Principals of high schools and middle schools got “a little financial breathing room” this school year, with salary increases that matched or exceeded the U.S. Consumer Price Index, according to a survey by the Educational Research Service.
For the 2007-08 school year, the average salary paid to a high school principal is 4.9 percent higher than last school year, the survey found. That compares to a 2.8 percent increase in the CPI, a federal measure that is often used to estimate increases in the cost of living.
Increases were also better than the CPI for the other three major categories of school leaders examined: junior high/ middle school principals, and assistant principals in both middle and high schools.
The research service, which is based in Alexandria, Va., and made up of representatives of major national associations representing school administrators, has surveyed public school districts on their professional and support employees’ pay since 1973. It randomly selects a stratified sample of school districts of varying enrollment size.

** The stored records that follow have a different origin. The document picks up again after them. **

#[cfg(test)]
mod tests {
    use super::*;
    use golfhelper_library::scan_sources;
    use golfhelper_processing::TranscodeError;
    use std::cell::RefCell;
    use std::sync::Arc;

    /// Copies bytes for remux and keeps half of them for downscale
    #[derive(Default)]
    struct FakeTranscoder {
        fail_remux: bool,
        fail_downscale: bool,
        /// Cleared during remux, as the Ctrl+C handler would
        running: Option<Arc<AtomicBool>>,
        calls: RefCell<Vec<&'static str>>,
    }

    impl Transcoder for FakeTranscoder {
        fn remux(&self, input: &Path, output: &Path) -> Result<(), TranscodeError> {
            self.calls.borrow_mut().push("remux");
            if let Some(running) = &self.running {
                running.store(false, Ordering::SeqCst);
            }
            if self.fail_remux {
                fs::write(output, b"partial").unwrap();
                return Err(TranscodeError::Failed {
                    path: input.to_path_buf(),
                    status: "exit status: 1".to_string(),
                    stderr: "Invalid data found when processing input".to_string(),
                });
            }
            fs::copy(input, output)?;
            Ok(())
        }

        fn downscale(&self, input: &Path, output: &Path) -> Result<(), TranscodeError> {
            self.calls.borrow_mut().push("downscale");
            if self.fail_downscale {
                fs::write(output, b"partial").unwrap();
                return Err(TranscodeError::MissingOutput(output.to_path_buf()));
            }
            let data = fs::read(input)?;
            fs::write(output, &data[..data.len() / 2])?;
            Ok(())
        }
    }

    struct Fixture {
        _dir: tempfile::TempDir,
        source_dir: PathBuf,
        root: PathBuf,
    }

    impl Fixture {
        fn new() -> Self {
            let dir = tempfile::tempdir().unwrap();
            let source_dir = dir.path().join("camera");
            let root = dir.path().join("golf");
            fs::create_dir_all(&source_dir).unwrap();
            Self {
                _dir: dir,
                source_dir,
                root,
            }
        }

        fn add_source(&self, name: &str, size: usize) -> PathBuf {
            let path = self.source_dir.join(name);
            fs::write(&path, vec![7u8; size]).unwrap();
            path
        }

        fn settings(&self) -> OrganizeSettings {
            OrganizeSettings {
                root: self.root.clone(),
                max_video_size_bytes: 100,
                delete_original: false,
                session_date: SessionDate::Today,
                today: today(),
            }
        }

        fn videos_dir(&self) -> PathBuf {
            self.root.join("24-05-17").join("videos")
        }
    }

    fn today() -> NaiveDate {
        NaiveDate::from_ymd_opt(2024, 5, 17).unwrap()
    }

    fn club(code: &str) -> Club {
        code.parse().unwrap()
    }

    fn running() -> AtomicBool {
        AtomicBool::new(true)
    }

    #[test]
    fn test_mov_is_remuxed_into_session() {
        let fx = Fixture::new();
        let src = fx.add_source("IMG_0001.MOV", 40);
        let organizer = Organizer::new(fx.settings(), FakeTranscoder::default());

        let sources = scan_sources(&src).unwrap();
        let video = organizer.organize_one(&sources[0], club("7")).unwrap();

        assert_eq!(video.output, fx.videos_dir().join("7_0.mp4"));
        assert!(!video.compressed);
        assert_eq!(fs::read(&video.output).unwrap().len(), 40);
        assert!(fx.root.join("24-05-17").join("analyze").is_dir());
        assert!(!fx.videos_dir().join("7_0_unc.mp4").exists());
        assert!(src.exists());
        assert_eq!(*organizer.transcoder.calls.borrow(), vec!["remux"]);
    }

    #[test]
    fn test_large_clip_is_downscaled() {
        let fx = Fixture::new();
        let src = fx.add_source("IMG_0002.mov", 300);
        let organizer = Organizer::new(fx.settings(), FakeTranscoder::default());

        let sources = scan_sources(&src).unwrap();
        let video = organizer.organize_one(&sources[0], club("d")).unwrap();

        assert!(video.compressed);
        assert_eq!(video.output, fx.videos_dir().join("D_0.mp4"));
        assert_eq!(fs::read(&video.output).unwrap().len(), 150);
        assert!(!fx.videos_dir().join("D_0_unc.mp4").exists());
        assert_eq!(*organizer.transcoder.calls.borrow(), vec!["remux", "downscale"]);
    }

    #[test]
    fn test_mp4_is_copied_without_transcoding() {
        let fx = Fixture::new();
        let src = fx.add_source("clip.mp4", 10);
        let organizer = Organizer::new(fx.settings(), FakeTranscoder::default());

        let sources = scan_sources(&src).unwrap();
        let video = organizer.organize_one(&sources[0], club("P")).unwrap();

        assert_eq!(video.output, fx.videos_dir().join("P_0.mp4"));
        assert!(src.exists());
        assert!(organizer.transcoder.calls.borrow().is_empty());
    }

    #[test]
    fn test_running_twice_versions_duplicates() {
        let fx = Fixture::new();
        fx.add_source("a.mov", 10);
        fx.add_source("b.mov", 10);
        let organizer = Organizer::new(fx.settings(), FakeTranscoder::default());
        let sources = scan_sources(&fx.source_dir).unwrap();

        let first = organizer.organize_batch(&sources, club("7W"), &running());
        let second = organizer.organize_batch(&sources, club("7W"), &running());

        assert!(first.is_success());
        assert!(second.is_success());
        for index in 0..4 {
            assert!(fx.videos_dir().join(format!("7W_{}.mp4", index)).exists());
        }
        assert!(!fx.videos_dir().join("7W_4.mp4").exists());
    }

    #[test]
    fn test_failed_remux_leaves_source_and_cleans_up() {
        let fx = Fixture::new();
        let src = fx.add_source("broken.mov", 10);
        let transcoder = FakeTranscoder {
            fail_remux: true,
            ..Default::default()
        };
        let organizer = Organizer::new(fx.settings(), transcoder);

        let sources = scan_sources(&src).unwrap();
        let err = organizer.organize_one(&sources[0], club("S")).unwrap_err();

        assert!(format!("{:#}", err).contains("broken.mov"));
        assert_eq!(fs::read(&src).unwrap(), vec![7u8; 10]);
        assert!(!fx.videos_dir().join("S_0_unc.mp4").exists());
        assert!(!fx.videos_dir().join("S_0.mp4").exists());
    }

    #[test]
    fn test_failed_downscale_removes_partial_output() {
        let fx = Fixture::new();
        let src = fx.add_source("big.mov", 500);
        let transcoder = FakeTranscoder {
            fail_downscale: true,
            ..Default::default()
        };
        let mut settings = fx.settings();
        settings.delete_original = true;
        let organizer = Organizer::new(settings, transcoder);

        let sources = scan_sources(&src).unwrap();
        assert!(organizer.organize_one(&sources[0], club("3H")).is_err());

        assert!(src.exists());
        assert!(!fx.videos_dir().join("3H_0.mp4").exists());
        assert!(!fx.videos_dir().join("3H_0_unc.mp4").exists());
    }

    #[test]
    fn test_batch_continues_past_failures() {
        let fx = Fixture::new();
        fx.add_source("a.mp4", 10);
        fx.add_source("b.mov", 10);
        let transcoder = FakeTranscoder {
            fail_remux: true,
            ..Default::default()
        };
        let organizer = Organizer::new(fx.settings(), transcoder);
        let sources = scan_sources(&fx.source_dir).unwrap();

        let report = organizer.organize_batch(&sources, club("9"), &running());

        assert_eq!(report.processed(), 2);
        assert_eq!(report.organized.len(), 1);
        assert_eq!(report.failed.len(), 1);
        assert!(report.failed[0].source.ends_with("b.mov"));
        assert!(!report.is_success());
        assert!(fx.source_dir.join("b.mov").exists());
    }

    #[test]
    fn test_delete_original() {
        let fx = Fixture::new();
        let src = fx.add_source("IMG_0003.MOV", 10);
        let mut settings = fx.settings();
        settings.delete_original = true;
        let organizer = Organizer::new(settings, FakeTranscoder::default());

        let sources = scan_sources(&src).unwrap();
        let video = organizer.organize_one(&sources[0], club("A")).unwrap();

        assert!(video.original_deleted);
        assert!(!src.exists());
        assert!(video.output.exists());
    }

    #[test]
    fn test_interrupted_batch_stops_early() {
        let fx = Fixture::new();
        fx.add_source("a.mov", 10);
        let organizer = Organizer::new(fx.settings(), FakeTranscoder::default());
        let sources = scan_sources(&fx.source_dir).unwrap();

        let report = organizer.organize_batch(&sources, club("G"), &AtomicBool::new(false));

        assert!(report.interrupted);
        assert_eq!(report.processed(), 0);
        assert!(!fx.root.exists());
    }

    #[test]
    fn test_shutdown_during_conversion_finishes_current_video() {
        let fx = Fixture::new();
        fx.add_source("a.mov", 10);
        fx.add_source("b.mov", 10);
        let running = Arc::new(AtomicBool::new(true));
        let transcoder = FakeTranscoder {
            running: Some(running.clone()),
            ..Default::default()
        };
        let organizer = Organizer::new(fx.settings(), transcoder);
        let sources = scan_sources(&fx.source_dir).unwrap();

        let report = organizer.organize_batch(&sources, club("7"), &running);

        assert!(report.interrupted);
        assert!(report.failed.is_empty());
        assert_eq!(report.organized.len(), 1);
        assert!(fx.videos_dir().join("7_0.mp4").exists());
        assert!(!fx.videos_dir().join("7_1.mp4").exists());
        assert_eq!(*organizer.transcoder.calls.borrow(), vec!["remux"]);
    }

    #[test]
    fn test_capture_date_sessions() {
        let fx = Fixture::new();
        let src = fx.add_source("a.mov", 10);
        let mut settings = fx.settings();
        settings.session_date = SessionDate::Capture;
        let organizer = Organizer::new(settings, FakeTranscoder::default());

        let sources = scan_sources(&src).unwrap();
        let session = organizer.session_for(&sources[0]);
        assert_eq!(session.date(), sources[0].captured_at.date_naive());
    }
}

For junior high and middle school principals, the average salary for 2007-08 is $91,334. For senior high school principals, the average is $97,486. The average salaries of assistant principals for this school year are $76,053 at the junior high and middle school level and $79,391 at the high school level.
An annual survey tracks the salaries of middle and high school principals.

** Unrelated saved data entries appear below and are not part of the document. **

//! Camper Command Handlers

use std::sync::Arc;

use crate::application::commands::{CreateCamper, UpdateCamper};
use crate::application::error::ApplicationError;
use crate::application::ports::{CamperRecord, CamperRepositoryPort};
use crate::domain::Camper;

// ============================================================================
// CreateCamper
// ============================================================================

/// CreateCamper Handler
pub struct CreateCamperHandler {
    camper_repo: Arc<dyn CamperRepositoryPort>,
}

impl CreateCamperHandler {
    pub fn new(camper_repo: Arc<dyn CamperRepositoryPort>) -> Self {
        Self { camper_repo }
    }

    pub async fn handle(&self, command: CreateCamper) -> Result<CamperRecord, ApplicationError> {
        let camper = Camper::new(command.name, command.age)?;
        let record = self.camper_repo.insert(&camper).await?;

        tracing::info!(
            camper_id = record.id,
            name = %record.name,
            "Camper created"
        );

        Ok(record)
    }
}

// ============================================================================
// UpdateCamper
// ============================================================================

/// UpdateCamper Handler
pub struct UpdateCamperHandler {
    camper_repo: Arc<dyn CamperRepositoryPort>,
}

impl UpdateCamperHandler {
    pub fn new(camper_repo: Arc<dyn CamperRepositoryPort>) -> Self {
        Self { camper_repo }
    }

    pub async fn handle(&self, command: UpdateCamper) -> Result<CamperRecord, ApplicationError> {
        let camper_id = command.camper_id;

        if command.patch.is_empty() {
            return self
                .camper_repo
                .find_by_id(camper_id)
                .await?
                .ok_or_else(|| ApplicationError::not_found("Camper", camper_id));
        }

        let changes = match command.patch.validate() {
            Ok(changes) => changes,
            // 不存在的营员优先报 404
            Err(e) => {
                if self.camper_repo.find_by_id(camper_id).await?.is_none() {
                    return Err(ApplicationError::not_found("Camper", camper_id));
                }
                return Err(e.into());
            }
        };

        // 只写请求中出现的列
        let record = self
            .camper_repo
            .update_fields(camper_id, &changes)
            .await?
            .ok_or_else(|| ApplicationError::not_found("Camper", camper_id))?;

        tracing::info!(camper_id, "Camper updated");

        Ok(record)
    }
}
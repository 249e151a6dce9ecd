//! SQLite Activity Repository

use async_trait::async_trait;
use sqlx::FromRow;

use super::{db_error, CamperRow, DbPool};
use crate::application::ports::{
    ActivityRecord, ActivityRepositoryPort, CamperRecord, RepositoryError,
};
use crate::domain::Activity;

/// SQLite Activity Repository
pub struct SqliteActivityRepository {
    pool: DbPool,
}

impl SqliteActivityRepository {
    pub fn new(pool: DbPool) -> Self {
        Self { pool }
    }
}

#[derive(FromRow)]
pub(super) struct ActivityRow {
    id: i64,
    name: Option<String>,
    difficulty: Option<i64>,
}

impl From<ActivityRow> for ActivityRecord {
    fn from(row: ActivityRow) -> Self {
        ActivityRecord {
            id: row.id,
            name: row.name,
            difficulty: row.difficulty,
        }
    }
}

#[async_trait]
impl ActivityRepositoryPort for SqliteActivityRepository {
    async fn insert(&self, activity: &Activity) -> Result<ActivityRecord, RepositoryError> {
        let result = sqlx::query("INSERT INTO activities (name, difficulty) VALUES (?, ?)")
            .bind(activity.name())
            .bind(activity.difficulty())
            .execute(&self.pool)
            .await
            .map_err(db_error)?;

        Ok(ActivityRecord {
            id: result.last_insert_rowid(),
            name: activity.name().map(str::to_string),
            difficulty: activity.difficulty(),
        })
    }

    async fn find_by_id(&self, id: i64) -> Result<Option<ActivityRecord>, RepositoryError> {
        let row: Option<ActivityRow> =
            sqlx::query_as("SELECT id, name, difficulty FROM activities WHERE id = ?")
                .bind(id)
                .fetch_optional(&self.pool)
                .await
                .map_err(db_error)?;

        Ok(row.map(ActivityRecord::from))
    }

    async fn find_all(&self) -> Result<Vec<ActivityRecord>, RepositoryError> {
        let rows: Vec<ActivityRow> =
            sqlx::query_as("SELECT id, name, difficulty FROM activities ORDER BY id")
                .fetch_all(&self.pool)
                .await
                .map_err(db_error)?;

        Ok(rows.into_iter().map(ActivityRecord::from).collect())
    }

    async fn delete(&self, id: i64) -> Result<bool, RepositoryError> {
        // 使用事务确保原子性
        let mut tx = self.pool.begin().await.map_err(db_error)?;

        // 删除关联的 signups
        let removed = sqlx::query("DELETE FROM signups WHERE activity_id = ?")
            .bind(id)
            .execute(&mut *tx)
            .await
            .map_err(db_error)?;

        // 删除 activity
        let result = sqlx::query("DELETE FROM activities WHERE id = ?")
            .bind(id)
            .execute(&mut *tx)
            .await
            .map_err(db_error)?;

        tx.commit().await.map_err(db_error)?;

        tracing::debug!(
            activity_id = id,
            signups_removed = removed.rows_affected(),
            "Activity delete committed"
        );

        Ok(result.rows_affected() > 0)
    }

    async fn find_campers(&self, activity_id: i64) -> Result<Vec<CamperRecord>, RepositoryError> {
        let rows: Vec<CamperRow> = sqlx::query_as(
            r#"
            SELECT c.id, c.name, c.age
            FROM signups s
            JOIN campers c ON c.id = s.camper_id
            WHERE s.activity_id = ?
            ORDER BY s.id
            "#,
        )
        .bind(activity_id)
        .fetch_all(&self.pool)
        .await
        .map_err(db_error)?;

        Ok(rows.into_iter().map(CamperRecord::from).collect())
    }
}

SOURCE: Educational Research Service
The survey found that salaries varied by geographic area, with administrators in the West, Midwest, and New England having the highest pay and those in the Southwest and Rocky Mountains the lowest. The size of a school district also affects how much school leaders earn: Principals in districts with more than 2,500 students make more than $100,000, on average, while those in districts smaller than 2,500 students make about 20 percent less.
The survey also looked at how much districts spend per pupil, finding that those spending more than $10,000 per student pay higher salaries than districts that spend less.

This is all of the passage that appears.